Keeping doctors in rural areas

Doctors’ reluctance to go to rural areas is not just a problem facing Bangladesh -- policymakers in the United States have faced the same problems.

Nurul Islam Hasib from Phoenix, USAbdnews24.com
Published : 22 July 2014, 03:28 PM
Updated : 22 July 2014, 03:28 PM

However, while the US has come out with plans to overcome the challenge, Bangladesh authorities are mostly relying on threatening rhetoric to comply the unwilling doctors to fall into line.

The US medical schools, too, have devised innovative programmes to ensure doctors stay at their rural workplaces.

According to Academic Medicine, a journal published by the Association of American Medical Colleges, only nine percent of physicians practise in rural areas, even though one in every five Americans lives there.

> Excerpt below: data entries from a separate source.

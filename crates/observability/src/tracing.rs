//! Tracing/logging initialization.

use core::str::FromStr;

use serde::{Deserialize, Serialize};
use tracing_subscriber::EnvFilter;

/// Output format for log lines.
#[derive(Debug, Clone, Copy, PartialEq, Eq, Default, Serialize, Deserialize)]
#[serde(rename_all = "lowercase")]
pub enum LogFormat {
    /// One JSON object per line.
    #[default]
    Json,
    /// Human-readable, for local development.
    Pretty,
}

#[derive(Debug, thiserror::Error)]
#[error("unknown log format: {0} (expected json or pretty)")]
pub struct ParseLogFormatError(String);

impl FromStr for LogFormat {
    type Err = ParseLogFormatError;

    fn from_str(s: &str) -> Result<Self, Self::Err> {
        match s.trim().to_ascii_lowercase().as_str() {
            "json" => Ok(LogFormat::Json),
            "pretty" | "text" => Ok(LogFormat::Pretty),
            other => Err(ParseLogFormatError(other.to_string())),
        }
    }
}

/// Initialize tracing for the process, filtered by `RUST_LOG` (default `info`).
///
/// Safe to call multiple times (subsequent calls are no-ops).
pub fn init_with(format: LogFormat) {
    let filter = EnvFilter::try_from_default_env().unwrap_or_else(|_| EnvFilter::new("info"));

    let _ = match format {
        LogFormat::Json => tracing_subscriber::fmt()
            .with_env_filter(filter)
            .json()
            .with_timer(tracing_subscriber::fmt::time::SystemTime)
            .with_target(false)
            .try_init(),
        LogFormat::Pretty => tracing_subscriber::fmt()
            .with_env_filter(filter)
            .pretty()
            .with_target(true)
            .try_init(),
    };
}

#[cfg(test)]
mod tests {
    use super::*;

    #[test]
    fn parses_formats() {
        assert_eq!("JSON".parse::<LogFormat>().unwrap(), LogFormat::Json);
        assert_eq!("pretty".parse::<LogFormat>().unwrap(), LogFormat::Pretty);
        assert!("xml".parse::<LogFormat>().is_err());
    }

    #[test]
    fn repeated_init_is_harmless() {
        init_with(LogFormat::Pretty);
        init_with(LogFormat::Json);
    }
}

It says the persistent shortage of physicians in rural areas “continues to have a major impact on access to medical care for those living in small communities”.

The US government waives a large part of student loans for doctors if they work in under-served or rural areas.

The medical schools offer programmes that are designed to ensure that doctors must serve in the rural counties.

The University of Arizona offers a programme called ‘Rural Health Professions Programme’.

Director of the programme, Dr Jonathan Cartsonis, said selected students undertake four years of preparation that includes seminars, mentorship, rural clerkship, and pre-clerkship clinical experience, among others.

He says in addition to the advanced medical preparation, students who successfully meet the requirements get a notation of “Distinction in Rural Health” recorded on their transcripts and in their medical student performance evaluations (Dean’s Letters).

The University encourages students to attend seminars before they enrol for the programme so that they can learn about the initiative and develop an interest to serve in rural areas.

Growing up in a rural setting, expression of a credible desire to go into rural practice, and a primary care or general surgery career planning are some of the factors that the university considers while evaluating applications.

The director of the programme said students have to attend 12 out of 16 seminars in first two years and are being taken to rural settings during almost half of their third year training.

He said those trainings help them know the under-served community and how to settle there and integrate with them.

The Academic Medicine journal found those courses useful.

It said those programmes have helped “a multi-fold increase” in supplying rural areas with physicians.

It also suggested that “widespread replication of these models could have a major impact on access to healthcare in thousands of rural communities”.